Natürlich trübt der anhaltende Mangel an innenpolitischer Ordnung die gesamtwirtschaftlichen Aussichten und kann das politische Risiko für Forderungen gegenüber diesen Ländern erhöhen. Die politischen Führer der Region Nahost und Nordafrika stehen ernsten innenpolitischen Herausforderungen gegenüber, da die Bevölkerung einen sozialen und politischen Wandel fordert.

In Saudi-Arabien hat der König zusätzliche Sozialausgaben angekündigt, um massive soziale Unruhen zu vermeiden, ohne politische Reformen einleiten zu müssen. Die Reaktion der saudi-arabischen Bevölkerung auf diese Maßnahmen ist nun entscheidend für die Einschätzung des politischen Risikos. Dies gilt auch für Ägypten und Tunesien, wo die Bevölkerung nach der Ablösung der früheren Präsidenten Mubarak und Ben Ali strukturelle politische und soziale Reformen erwartet.

Die mittel- und langfristige Risikoeinschätzung der politischen Transformation in Nordafrika und Nahost hängt von der erfolgreichen Einführung einer Politik der Umverteilung und demokratischen Beteiligung ab. Eine bessere Politik kann zu einem Wirtschaftswachstum unter Einbeziehung aller Bevölkerungsteile führen und die langfristigen Entwicklungsaussichten verbessern.

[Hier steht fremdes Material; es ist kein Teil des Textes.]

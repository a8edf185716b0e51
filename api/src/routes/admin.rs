//! Admin moderation endpoints

use std::sync::Arc;

use agora_common::{Content, ContentKind, ContentMeta, ModerationEvent, ModerationResult, Repository};
use axum::extract::{Query, State};
use axum::routing::{get, post};
use axum::{Json, Router};
use uuid::Uuid;

use crate::error::ApiResult;
use crate::middleware::auth::AdminUser;
use crate::models::*;
use crate::ApiState;

pub fn router() -> Router<Arc<ApiState>> {
    Router::new()
        .route("/approve", post(approve))
        .route("/feature", post(feature))
        .route("/review-contents", get(review_contents))
}

/// Load a record, apply a moderation transition, save it and log the event
async fn moderate<T, F>(repo: &dyn Repository<T>, id: Uuid, transition: F) -> ApiResult<ReviewItem>
where
    T: Content,
    F: FnOnce(&mut ContentMeta, ContentKind, Uuid) -> ModerationResult<ModerationEvent> + Send,
{
    let mut item = repo.get(id).await?;
    let event = transition(item.meta_mut(), T::KIND, id)?;
    repo.save(&item).await?;
    event.log();
    Ok(ReviewItem::of(&item))
}

async fn collect<T: Content>(repo: &dyn Repository<T>, query: &ReviewQuery, out: &mut Vec<ReviewItem>) -> ApiResult<()> {
    if query.kind.is_some_and(|k| k != T::KIND) {
        return Ok(());
    }
    let status = query.status.unwrap_or_default();
    out.extend(
        repo.list()
            .await?
            .iter()
            .filter(|item| item.meta().status == status)
            .map(ReviewItem::of),
    );
    Ok(())
}

/// Approve or reject content
#[utoipa::path(
    post,
    path = "/api/admin/approve",
    request_body = ApproveRequest,
    responses(
        (status = 200, description = "Moderation applied", body = ReviewItem),
        (status = 401, description = "Not signed in", body = ErrorResponse),
        (status = 403, description = "Admin role required", body = ErrorResponse),
        (status = 404, description = "Content not found", body = ErrorResponse)
    ),
    tag = "admin"
)]
pub async fn approve(
    State(state): State<Arc<ApiState>>,
    admin: AdminUser,
    Json(req): Json<ApproveRequest>,
) -> ApiResult<Json<ApiResponse<ReviewItem>>> {
    let AdminUser(admin) = admin;
    let decide = |meta: &mut ContentMeta, kind: ContentKind, id: Uuid| -> ModerationResult<ModerationEvent> {
        Ok(if req.approved {
            meta.approve(kind, id, admin.id)
        } else {
            meta.reject(kind, id, admin.id, req.reason.clone())
        })
    };

    let item = match req.kind {
        ContentKind::Event => moderate(state.events.as_ref(), req.id, decide).await?,
        ContentKind::Opportunity => moderate(state.opportunities.as_ref(), req.id, decide).await?,
        ContentKind::Project => moderate(state.projects.as_ref(), req.id, decide).await?,
    };
    Ok(Json(ApiResponse::success(item)))
}

/// Feature or unfeature content
#[utoipa::path(
    post,
    path = "/api/admin/feature",
    request_body = FeatureRequest,
    responses(
        (status = 200, description = "Featured flag updated", body = ReviewItem),
        (status = 403, description = "Admin role required", body = ErrorResponse),
        (status = 404, description = "Content not found", body = ErrorResponse),
        (status = 409, description = "Only approved content can be featured", body = ErrorResponse)
    ),
    tag = "admin"
)]
pub async fn feature(
    State(state): State<Arc<ApiState>>,
    admin: AdminUser,
    Json(req): Json<FeatureRequest>,
) -> ApiResult<Json<ApiResponse<ReviewItem>>> {
    let AdminUser(admin) = admin;
    let toggle =
        |meta: &mut ContentMeta, kind: ContentKind, id: Uuid| meta.set_featured(kind, id, admin.id, req.featured);

    let item = match req.kind {
        ContentKind::Event => moderate(state.events.as_ref(), req.id, toggle).await?,
        ContentKind::Opportunity => moderate(state.opportunities.as_ref(), req.id, toggle).await?,
        ContentKind::Project => moderate(state.projects.as_ref(), req.id, toggle).await?,
    };
    Ok(Json(ApiResponse::success(item)))
}

/// Content awaiting (or past) review, across kinds
#[utoipa::path(
    get,
    path = "/api/admin/review-contents",
    params(ReviewQuery),
    responses(
        (status = 200, description = "Matching content, oldest first", body = [ReviewItem]),
        (status = 403, description = "Admin role required", body = ErrorResponse)
    ),
    tag = "admin"
)]
pub async fn review_contents(
    State(state): State<Arc<ApiState>>,
    _admin: AdminUser,
    Query(query): Query<ReviewQuery>,
) -> ApiResult<Json<ApiResponse<Vec<ReviewItem>>>> {
    let mut items = Vec::new();
    collect(state.events.as_ref(), &query, &mut items).await?;
    collect(state.opportunities.as_ref(), &query, &mut items).await?;
    collect(state.projects.as_ref(), &query, &mut items).await?;
    items.sort_by_key(|item| (item.moderation.created_at, item.id));
    Ok(Json(ApiResponse::success(items)))
}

Wenn der Reformprozess jedoch scheitert und sich die Unruhen in der Region weiter ausbreiten, dürften die Ölpreise weiter steigen und das weltweite Wirtschaftswachstum begrenzen. Daher muss die Entwicklung in der für die Weltwirtschaft so wichtigen Region genau beachtet werden, um die Einschätzungen der weiteren Entwicklung anzupassen.